**DIRECTIONS**: Where does the string "localhost" occur in the records below? Copy every line that holds it.
--
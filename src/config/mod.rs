//! Configuration module for Song Uploadr
//!
//! Handles loading and parsing of YAML configuration files with support for
//! environment variable expansion and validation of the settings the service
//! cannot start without.

use serde::{Deserialize, Serialize};
use std::path::Path;
use thiserror::Error;

mod loader;

pub use loader::ConfigLoader;

// ============================================================================
// Environment Variable Expansion
// ============================================================================

/// Expand environment variables in a string.
///
/// Supports two syntaxes:
/// - `${VAR_NAME}` - Simple expansion, keeps placeholder if var not found
/// - `${VAR_NAME:-default}` - Expansion with default value
///
/// Variable names must start with a letter or underscore and contain only
/// uppercase letters, digits, and underscores.
///
/// # Examples
///
/// ```ignore
/// std::env::set_var("MY_VAR", "value");
/// let result = expand_env_vars("prefix-${MY_VAR}-suffix");
/// assert_eq!(result, "prefix-value-suffix");
///
/// let result = expand_env_vars("${MISSING:-default}");
/// assert_eq!(result, "default");
/// ```
pub(crate) fn expand_env_vars(s: &str) -> String {
    let re = env_var_pattern();
    let mut last_match = 0;
    let mut result = String::with_capacity(s.len());

    for cap in re.captures_iter(s) {
        let (Some(full_match), Some(var_name)) = (cap.get(0), cap.get(1)) else {
            continue;
        };

        result.push_str(&s[last_match..full_match.start()]);

        let value = match std::env::var(var_name.as_str()) {
            Ok(val) => val,
            Err(_) => match cap.get(2) {
                Some(default) => default.as_str().to_string(),
                // No env var and no default. Keep the original placeholder.
                None => full_match.as_str().to_string(),
            },
        };
        result.push_str(&value);

        last_match = full_match.end();
    }

    result.push_str(&s[last_match..]);

    result
}

fn env_var_pattern() -> regex_lite::Regex {
    // The pattern is a literal; failing to compile it is a programming error.
    regex_lite::Regex::new(r"\$\{([A-Z_][A-Z0-9_]*)(?::-([^}]+))?\}")
        .expect("env var pattern is valid")
}

/// True when a value still carries an unexpanded `${VAR}` placeholder
fn has_placeholder(value: &str) -> bool {
    env_var_pattern().is_match(value)
}

// ============================================================================
// Validation Helpers
// ============================================================================

/// Validate that a URL starts with http:// or https://
fn is_valid_http_url(url: &str) -> bool {
    url.starts_with("http://") || url.starts_with("https://")
}

/// Reject a required value that is empty or was never expanded
fn require(field: &str, value: &str) -> Result<(), ConfigError> {
    if value.trim().is_empty() {
        return Err(ConfigError::MissingValue(field.to_string()));
    }
    if has_placeholder(value) {
        return Err(ConfigError::MissingValue(format!(
            "{} (unresolved placeholder '{}')",
            field, value
        )));
    }
    Ok(())
}

/// Configuration errors
#[derive(Error, Debug)]
pub enum ConfigError {
    #[error("Failed to read config file: {0}")]
    IoError(#[from] std::io::Error),

    #[error("Failed to parse config: {0}")]
    ParseError(#[from] serde_yaml::Error),

    #[error("Missing required configuration value: {0}")]
    MissingValue(String),

    #[error("Invalid configuration: {0}")]
    ValidationError(String),
}

/// Main configuration structure
#[derive(Debug, Clone, Serialize, Deserialize)]
pub struct Config {
    #[serde(default)]
    pub server: ServerConfig,
    pub storage: StorageConfig,
    pub database: DatabaseConfig,
    #[serde(default)]
    pub upload: UploadConfig,
    #[serde(default)]
    pub cors: CorsConfig,
    #[serde(default)]
    pub metrics: MetricsConfig,
    #[serde(default)]
    pub logging: LoggingConfig,
}

impl Config {
    /// Load configuration from a file
    pub fn load<P: AsRef<Path>>(path: P) -> Result<Self, ConfigError> {
        ConfigLoader::load(path)
    }

    /// Validate the configuration
    ///
    /// Object-store identity, credentials and the metadata-store connection
    /// string are required; the process refuses to start without them.
    pub fn validate(&self) -> Result<(), ConfigError> {
        require("storage.bucket", &self.storage.bucket)?;
        require("storage.region", &self.storage.region)?;
        require("storage.access_key", &self.storage.access_key)?;
        require("storage.secret_key", &self.storage.secret_key)?;
        require("database.uri", &self.database.uri)?;
        require("database.database", &self.database.database)?;
        require("database.collection", &self.database.collection)?;

        if let Some(ref endpoint) = self.storage.endpoint {
            if !is_valid_http_url(endpoint) {
                return Err(ConfigError::ValidationError(format!(
                    "Invalid storage endpoint '{}': must start with http:// or https://",
                    endpoint
                )));
            }
        }

        if let Some(ref base) = self.storage.public_base_url {
            if !is_valid_http_url(base) {
                return Err(ConfigError::ValidationError(format!(
                    "Invalid public_base_url '{}': must start with http:// or https://",
                    base
                )));
            }
        }

        if self.upload.allowed_extensions.is_empty() {
            return Err(ConfigError::ValidationError(
                "At least one allowed extension must be configured".into(),
            ));
        }

        if self.upload.max_file_size == 0 {
            return Err(ConfigError::ValidationError(
                "upload.max_file_size must be greater than zero".into(),
            ));
        }

        for origin in &self.cors.allowed_origins {
            if !is_valid_http_url(origin) {
                return Err(ConfigError::ValidationError(format!(
                    "Invalid CORS origin '{}': must start with http:// or https://",
                    origin
                )));
            }
        }

        match self.logging.format.as_str() {
            "json" | "pretty" => {}
            other => {
                return Err(ConfigError::ValidationError(format!(
                    "Invalid log format '{}': must be 'json' or 'pretty'",
                    other
                )))
            }
        }

        Ok(())
    }
}

/// Server configuration
#[derive(Debug, Clone, Serialize, Deserialize)]
pub struct ServerConfig {
    #[serde(default = "default_server_address")]
    pub address: String,
}

impl Default for ServerConfig {
    fn default() -> Self {
        Self {
            address: default_server_address(),
        }
    }
}

fn default_server_address() -> String {
    "0.0.0.0:5000".to_string()
}

/// Object storage configuration
///
/// # Example
///
/// ```yaml
/// storage:
///   bucket: "${S3_BUCKET_NAME}"
///   region: "${AWS_REGION:-us-east-1}"
///   access_key: "${AWS_ACCESS_KEY_ID}"
///   secret_key: "${AWS_SECRET_ACCESS_KEY}"
///   endpoint: "http://localhost:9000"  # Optional: MinIO / RustFS
/// ```
#[derive(Debug, Clone, Serialize, Deserialize)]
pub struct StorageConfig {
    pub bucket: String,
    pub region: String,
    pub access_key: String,
    pub secret_key: String,
    #[serde(default)]
    pub endpoint: Option<String>,
    /// Base URL used to build public object URLs (CDN, custom domain)
    #[serde(default)]
    pub public_base_url: Option<String>,
    /// Use `<endpoint>/<bucket>/<key>` addressing. Defaults to true when an
    /// endpoint is configured.
    #[serde(default)]
    pub force_path_style: Option<bool>,
}

impl StorageConfig {
    /// Whether requests use path-style addressing
    pub fn path_style(&self) -> bool {
        self.force_path_style.unwrap_or(self.endpoint.is_some())
    }
}

/// Metadata store configuration
#[derive(Debug, Clone, Serialize, Deserialize)]
pub struct DatabaseConfig {
    /// MongoDB connection string, or `memory://` for a process-local store
    pub uri: String,
    #[serde(default = "default_database_name")]
    pub database: String,
    #[serde(default = "default_collection_name")]
    pub collection: String,
}

fn default_database_name() -> String {
    "music".to_string()
}

fn default_collection_name() -> String {
    "songs".to_string()
}

/// Upload configuration
#[derive(Debug, Clone, Serialize, Deserialize)]
pub struct UploadConfig {
    #[serde(default = "default_allowed_extensions")]
    pub allowed_extensions: Vec<String>,
    #[serde(default = "default_max_file_size")]
    pub max_file_size: u64,
}

impl Default for UploadConfig {
    fn default() -> Self {
        Self {
            allowed_extensions: default_allowed_extensions(),
            max_file_size: default_max_file_size(),
        }
    }
}

fn default_allowed_extensions() -> Vec<String> {
    vec!["mp3".into(), "wav".into(), "ogg".into()]
}

fn default_max_file_size() -> u64 {
    52428800 // 50MB
}

/// Cross-origin configuration
#[derive(Debug, Clone, Serialize, Deserialize)]
pub struct CorsConfig {
    #[serde(default = "default_allowed_origins")]
    pub allowed_origins: Vec<String>,
}

impl Default for CorsConfig {
    fn default() -> Self {
        Self {
            allowed_origins: default_allowed_origins(),
        }
    }
}

fn default_allowed_origins() -> Vec<String> {
    vec![
        "http://localhost:3000".to_string(),
        "http://127.0.0.1:3000".to_string(),
    ]
}

/// Metrics configuration
#[derive(Debug, Clone, Serialize, Deserialize)]
pub struct MetricsConfig {
    #[serde(default = "default_metrics_enabled")]
    pub enabled: bool,
    #[serde(default = "default_metrics_port")]
    pub port: u16,
}

impl Default for MetricsConfig {
    fn default() -> Self {
        Self {
            enabled: default_metrics_enabled(),
            port: default_metrics_port(),
        }
    }
}

fn default_metrics_enabled() -> bool {
    true
}

fn default_metrics_port() -> u16 {
    9090
}

/// Log output configuration. `RUST_LOG` takes precedence over `level`.
#[derive(Debug, Clone, Serialize, Deserialize)]
pub struct LoggingConfig {
    #[serde(default = "default_log_level")]
    pub level: String,
    /// "json" or "pretty"
    #[serde(default = "default_log_format")]
    pub format: String,
}

impl Default for LoggingConfig {
    fn default() -> Self {
        Self {
            level: default_log_level(),
            format: default_log_format(),
        }
    }
}

fn default_log_level() -> String {
    "info".to_string()
}

fn default_log_format() -> String {
    "json".to_string()
}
--
**EXERCISE SOLUTION**:
///   endpoint: "http://localhost:9000"  # Optional: MinIO / RustFS
        "http://localhost:3000".to_string(),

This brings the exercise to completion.